News of the death of John Wilson, former TD and cabinet minister, reminded me of the time I went to interview him in his ministerial office and ended up sitting by while he purchased a gun, writes Kevin Dawson
More of that in a minute. But the recollection, dating from a previous career as a print journalist, reminded me in turn of the very different impressions that leading men and women can make in person, even those playing the same role - like government ministers.
Mary O'Rourke was as one might have expected, but more so - warm, gabby, up for a chat. While there was no doubting the steel behind the effusiveness, the memory power came as a surprise. In a first meeting when she was in education, I broke a little ice by mentioning a former connection with her home town of Athlone. I'd had a memorable romance with a girl from that town while a student, and I mentioned the family and home place to see if - as many TDs can - she could place them. Indeed she could. The mention was momentary and the interview moved on.
A good decade later at an awards ceremony, having not met her in all the intervening time, I found myself beside her during the photocall. "Ah yes," she said, "You went out with Mary . . . from my constituency, didn't you?" I'd have been impressed if she'd just remembered my name.
Informality found absurd form in an encounter with Bertie Ahern, then minister for labour but definitely on the rise. I'd been intrigued by Ahern ever since being assigned to write a profile piece about a year earlier. Clearly the man had many political gifts, I had concluded at that time; but what was his vision? What could one discern as being Ahern's Ireland, or his dream of it? Strangely difficult to tell.
So when the opportunity came to visit him in his office in Dublin's Mespil Road, I relished the opportunity to put it to him directly.
It was a morning interview and he was a pleasure to meet: every bit as approachable as one might wish, even while knowing that the already legendary ambition and work-rate meant there was much more than affability to him.

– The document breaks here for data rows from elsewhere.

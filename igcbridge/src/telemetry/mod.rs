//! Telemetry Listener - UDP listener for simulator position data.
//!
//! Listens for ForeFlight-style text broadcasts (`XGPS` / `XATT`) and
//! publishes every datagram on the [`EventBus`] as a `DataReceived` event.
//! The listener never waits on consumers: publishing is the only thing the
//! receive loop does besides parsing and updating its own cache.
//!
//! # Setup
//!
//! In the simulator: enable "Broadcast flight info to IP address" (Aerofly FS)
//! or "Send position to ForeFlight" (X-Plane) on the configured port.
//!
//! # Example
//!
//! ```ignore
//! let bus = Arc::new(EventBus::new());
//! let listener = TelemetryListener::new(TelemetryListenerConfig::default(), bus.clone());
//! listener.start().await?;
//! // ...
//! listener.stop().await;
//! ```

mod protocol;
mod sample;
mod state;

use std::io;
use std::net::SocketAddr;
use std::sync::Arc;
use std::time::{Duration, Instant};

use chrono::Utc;
use parking_lot::{Mutex, RwLock};
use serde_json::json;
use socket2::{Domain, Protocol, Socket, Type};
use tokio::net::UdpSocket;
use tokio::task::JoinHandle;
use tokio_util::sync::CancellationToken;
use tracing::{debug, info, warn};

use crate::events::{EventBus, EventKind, SOURCE_LISTENER};

pub use protocol::{parse_datagram, parse_line};
pub use sample::{
    AttitudeSample, PositionSample, SampleError, TelemetryRecord, UnrecognizedLine,
    TYPE_ATTITUDE, TYPE_POSITION, TYPE_UNRECOGNIZED,
};
pub use state::{AttitudeSummary, ConnectionState, ConnectionStatus, ListenerState, PositionSummary};

/// Default UDP port for ForeFlight-style broadcasts.
pub const DEFAULT_PORT: u16 = 49002;

/// Default receive buffer size in bytes.
pub const DEFAULT_BUFFER_SIZE: usize = 1024;

/// Telemetry listener configuration.
#[derive(Debug, Clone)]
pub struct TelemetryListenerConfig {
    /// UDP port to listen on (0 picks an ephemeral port).
    pub port: u16,

    /// Maximum datagram size; longer datagrams are truncated.
    pub buffer_size: usize,

    /// A connection is considered live while data arrived within this window.
    pub connection_timeout: Duration,

    /// Pause after a receive error before trying again.
    pub error_backoff: Duration,

    /// How long `stop()` waits for the receive loop to exit.
    pub shutdown_timeout: Duration,
}

impl Default for TelemetryListenerConfig {
    fn default() -> Self {
        Self {
            port: DEFAULT_PORT,
            buffer_size: DEFAULT_BUFFER_SIZE,
            connection_timeout: Duration::from_secs(5),
            error_backoff: Duration::from_secs(1),
            shutdown_timeout: Duration::from_secs(2),
        }
    }
}

/// Error type for the telemetry listener.
#[derive(Debug, thiserror::Error)]
pub enum TelemetryError {
    /// Failed to bind the UDP socket.
    #[error("Failed to bind UDP socket on port {port}: {source}")]
    SocketBindError {
        port: u16,
        #[source]
        source: io::Error,
    },

    /// `start()` called while the listener is running.
    #[error("Telemetry listener already running on port {port}")]
    AlreadyRunning { port: u16 },
}

/// Handle to a running receive loop.
struct ReceiveTask {
    cancel: CancellationToken,
    handle: JoinHandle<()>,
    port: u16,
}

/// UDP telemetry listener.
///
/// Owns the socket for as long as the receive loop runs and keeps a cache of
/// the latest samples for status queries.
pub struct TelemetryListener {
    config: TelemetryListenerConfig,
    bus: Arc<EventBus>,
    state: Arc<RwLock<ConnectionState>>,
    lifecycle: Mutex<ListenerState>,
    bound_addr: Mutex<Option<SocketAddr>>,
    task: tokio::sync::Mutex<Option<ReceiveTask>>,
}

impl TelemetryListener {
    /// Create a new listener.
    pub fn new(config: TelemetryListenerConfig, bus: Arc<EventBus>) -> Self {
        Self {
            config,
            bus,
            state: Arc::new(RwLock::new(ConnectionState::default())),
            lifecycle: Mutex::new(ListenerState::Stopped),
            bound_addr: Mutex::new(None),
            task: tokio::sync::Mutex::new(None),
        }
    }

    /// Create with default configuration.
    pub fn with_defaults(bus: Arc<EventBus>) -> Self {
        Self::new(TelemetryListenerConfig::default(), bus)
    }

    /// Get the configured port.
    pub fn port(&self) -> u16 {
        self.config.port
    }

    pub fn config(&self) -> &TelemetryListenerConfig {
        &self.config
    }

    pub fn state(&self) -> ListenerState {
        *self.lifecycle.lock()
    }

    pub fn is_running(&self) -> bool {
        self.state() == ListenerState::Running
    }

    /// Address the socket is bound to, while running.
    pub fn local_addr(&self) -> Option<SocketAddr> {
        *self.bound_addr.lock()
    }

    /// Bind the socket and spawn the receive loop.
    ///
    /// Publishes `ConnectionEstablished` on success. On bind failure an
    /// `ErrorOccurred` event is published and the listener stays stopped.
    pub async fn start(&self) -> Result<SocketAddr, TelemetryError> {
        let mut task = self.task.lock().await;
        if task.is_some() {
            warn!(port = self.config.port, "Telemetry listener already running");
            return Err(TelemetryError::AlreadyRunning {
                port: self.config.port,
            });
        }

        *self.lifecycle.lock() = ListenerState::Starting;

        let socket = match bind_socket(self.config.port) {
            Ok(socket) => socket,
            Err(source) => {
                *self.lifecycle.lock() = ListenerState::Failed;
                warn!(port = self.config.port, error = %source, "Failed to bind telemetry socket");
                self.bus.emit(
                    EventKind::ErrorOccurred,
                    SOURCE_LISTENER,
                    json!({
                        "error": format!("Failed to start UDP server: {}", source),
                        "port": self.config.port,
                    }),
                );
                *self.lifecycle.lock() = ListenerState::Stopped;
                return Err(TelemetryError::SocketBindError {
                    port: self.config.port,
                    source,
                });
            }
        };

        let local_addr = socket
            .local_addr()
            .unwrap_or_else(|_| SocketAddr::from(([0, 0, 0, 0], self.config.port)));
        let cancel = CancellationToken::new();
        let receiver = ReceiveLoop {
            socket,
            buffer_size: self.config.buffer_size.max(1),
            error_backoff: self.config.error_backoff,
            port: local_addr.port(),
            bus: Arc::clone(&self.bus),
            state: Arc::clone(&self.state),
            cancel: cancel.clone(),
        };
        let handle = tokio::spawn(receiver.run());

        *task = Some(ReceiveTask {
            cancel,
            handle,
            port: local_addr.port(),
        });
        *self.bound_addr.lock() = Some(local_addr);
        *self.lifecycle.lock() = ListenerState::Running;
        drop(task);

        info!(port = local_addr.port(), local_addr = %local_addr, "Telemetry listener started");
        self.bus.emit(
            EventKind::ConnectionEstablished,
            SOURCE_LISTENER,
            json!({ "type": "udp", "port": local_addr.port() }),
        );

        Ok(local_addr)
    }

    /// Stop the receive loop and release the socket.
    ///
    /// Publishes `ConnectionLost`. Does nothing when not running.
    pub async fn stop(&self) {
        let Some(task) = self.task.lock().await.take() else {
            debug!("Telemetry listener not running");
            return;
        };

        *self.lifecycle.lock() = ListenerState::Stopping;
        task.cancel.cancel();

        let mut handle = task.handle;
        match tokio::time::timeout(self.config.shutdown_timeout, &mut handle).await {
            Ok(Ok(())) => {}
            Ok(Err(e)) => warn!(error = %e, "Telemetry receive task ended abnormally"),
            Err(_) => {
                warn!(
                    timeout_ms = self.config.shutdown_timeout.as_millis() as u64,
                    "Telemetry receive task did not stop in time, aborting"
                );
                handle.abort();
            }
        }

        *self.bound_addr.lock() = None;
        *self.lifecycle.lock() = ListenerState::Stopped;
        info!(port = task.port, "Telemetry listener stopped");
        self.bus.emit(
            EventKind::ConnectionLost,
            SOURCE_LISTENER,
            json!({ "port": task.port }),
        );
    }

    /// Whether a datagram arrived within the connection timeout.
    pub fn has_connection(&self) -> bool {
        self.state
            .read()
            .has_connection(Instant::now(), self.config.connection_timeout)
    }

    pub fn latest_position(&self) -> Option<PositionSample> {
        self.state.read().latest_position().cloned()
    }

    pub fn latest_attitude(&self) -> Option<AttitudeSample> {
        self.state.read().latest_attitude().cloned()
    }

    /// Snapshot for status displays.
    pub fn connection_status(&self) -> ConnectionStatus {
        let port = self
            .local_addr()
            .map_or(self.config.port, |addr| addr.port());
        ConnectionStatus::from_state(
            &self.state.read(),
            self.state(),
            port,
            self.config.connection_timeout,
        )
    }
}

As a civil servant brought in a tray of tea and toast, we talked about football and about politics in terms of it. He used a phrase that stuck in my mind about his days of turning out in the Dublin amateur soccer leagues: "I always wanted to tog strong." Be prepared, marshal your resources, unnerve your opponent, it said to me.
As I wound myself up to ask the vision question, Ahern set about buttering some toast. He did so with the slice held up in front of him, chest high. I began posing my question: "What's your vision of the Ireland of the future, minister?" The minister's toast slipped just as he applied the last of the butter, and stuck squarely to his tie. The question hung there, and so did the toast, until he gingerly separated it from the tie. He answered the question, understandably rambling and a little distracted, with his face down in his shirt as he scraped away at the bits of toast and butter that had remained on his tie. All I could see was the crown of his head and the knife scrape, scrape, scraping away. That was all the vision I was to get.

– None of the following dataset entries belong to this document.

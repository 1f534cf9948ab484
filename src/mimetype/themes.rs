//! Theme enumeration: installed theme apps plus legacy theme directories.

use std::collections::BTreeMap;
use std::path::{Path, PathBuf};

use anyhow::{Context, Result};
use serde::Deserialize;
use tracing::debug;

use super::icons::scan_theme_icon_dir;

/// An installed theme app: identifier plus install path.
///
/// Descriptors are passed in explicitly so the enumerator has no dependency
/// on the platform's app registry - tests (and other callers) construct the
/// list themselves.
#[derive(Debug, Clone, Deserialize)]
pub struct ThemeDescriptor {
    pub id: String,
    pub path: PathBuf,
}

/// Load theme-app descriptors from an optional manifest file.
///
/// The manifest is a JSON array of `{"id": ..., "path": ...}` objects.
/// Relative paths are resolved against `root`. A missing manifest means no
/// theme apps are installed.
pub fn load_theme_descriptors(manifest: &Path, root: &Path) -> Result<Vec<ThemeDescriptor>> {
    if !manifest.is_file() {
        return Ok(Vec::new());
    }
    let content = std::fs::read_to_string(manifest)
        .with_context(|| format!("failed to read {}", manifest.display()))?;
    let mut descriptors: Vec<ThemeDescriptor> = serde_json::from_str(&content)
        .with_context(|| format!("invalid theme app manifest {}", manifest.display()))?;
    for descriptor in &mut descriptors {
        if descriptor.path.is_relative() {
            descriptor.path = root.join(&descriptor.path);
        }
    }
    Ok(descriptors)
}

/// Collect the icon set of every theme, keyed by theme identifier.
///
/// Theme apps come from the descriptor list; legacy themes are the immediate
/// subdirectories of `legacy_root`. Plain files under the legacy root are
/// skipped. Keys are sorted, so the result does not depend on directory
/// enumeration order. On an id collision the legacy theme wins.
///
/// The legacy root is part of the install layout; if it is missing the
/// command aborts.
pub fn list_themes(
    app_themes: &[ThemeDescriptor],
    legacy_root: &Path,
) -> Result<BTreeMap<String, Vec<String>>> {
    let mut themes = BTreeMap::new();

    for descriptor in app_themes {
        debug!(theme = %descriptor.id, "scanning theme app icons");
        let icons = scan_theme_icon_dir(&descriptor.path)?;
        themes.insert(descriptor.id.clone(), icons);
    }

    let entries = std::fs::read_dir(legacy_root)
        .with_context(|| format!("failed to read legacy themes root {}", legacy_root.display()))?;
    for entry in entries {
        let entry = entry
            .with_context(|| format!("failed to read entry in {}", legacy_root.display()))?;
        let file_type = entry
            .file_type()
            .with_context(|| format!("failed to stat {}", entry.path().display()))?;
        if !file_type.is_dir() {
            continue;
        }
        let name = entry.file_name().to_string_lossy().into_owned();
        debug!(theme = %name, "scanning legacy theme icons");
        let icons = scan_theme_icon_dir(&entry.path())?;
        themes.insert(name, icons);
    }

    Ok(themes)
}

And then there was John Wilson. The rod licence dispute was raging at the time and had been for months. He was the minister, and it was at his desk that we sat for an interview about the issue and what he was going to do about it. I didn't much expect to like him, having found the ex-schoolteacher and GAA star, from a distance, a little verbally florid. The mane of hair perhaps suggested vanity. And there was the indelible image of him among those crowded delightedly around CJ Haughey on the day of his accession in 1979 to leadership of party and government.
But Mr Wilson quickly showed himself to be a charming and obliging interviewee. He was fair and frank on the issues, and before long I had my piece.
At which point he became playful. We had mentioned one of the national leaders of the rod dispute, which had for some time threatened to cause the government serious difficulty in rural parts. I had interviewed this individual earlier in the week.
Did I know that the man had a sporting goods business? the minister inquired. I didn't. Or that the minister was engaged in private discussions with him about buying a shotgun from the same man? Certainly not, no.
With that Mr Wilson rang the gentleman. On speaker. He made a little small talk, then pursued the matter of the gun he wished to purchase. They discussed model, availability and price while I listened in, marginally discomfited but amused both by the politician's route to bonding with his foe and by his method of showing this to me. The minister decided to enjoy himself further. Signalling me to stay all the more quiet, he mentioned me by name to the man on the other end.
The minister said he'd heard that this journalist was doing a piece on the dispute: did the rod man know anything about me? The man related how I had indeed come down from Dublin and spoken to him during the week. He offered the minister an assessment of my purposes, my effectiveness and my general demeanour. He was frank and colourful but thankfully not defamatory.
John Wilson was hugely amused. Of course I couldn't use any of that material in my piece that week. But it had made what could otherwise have been a perfunctory and routine encounter into something more enjoyable, if unorthodox. It suggested a man quite at ease with himself and, unlike some others, not weighed down by the business of political office.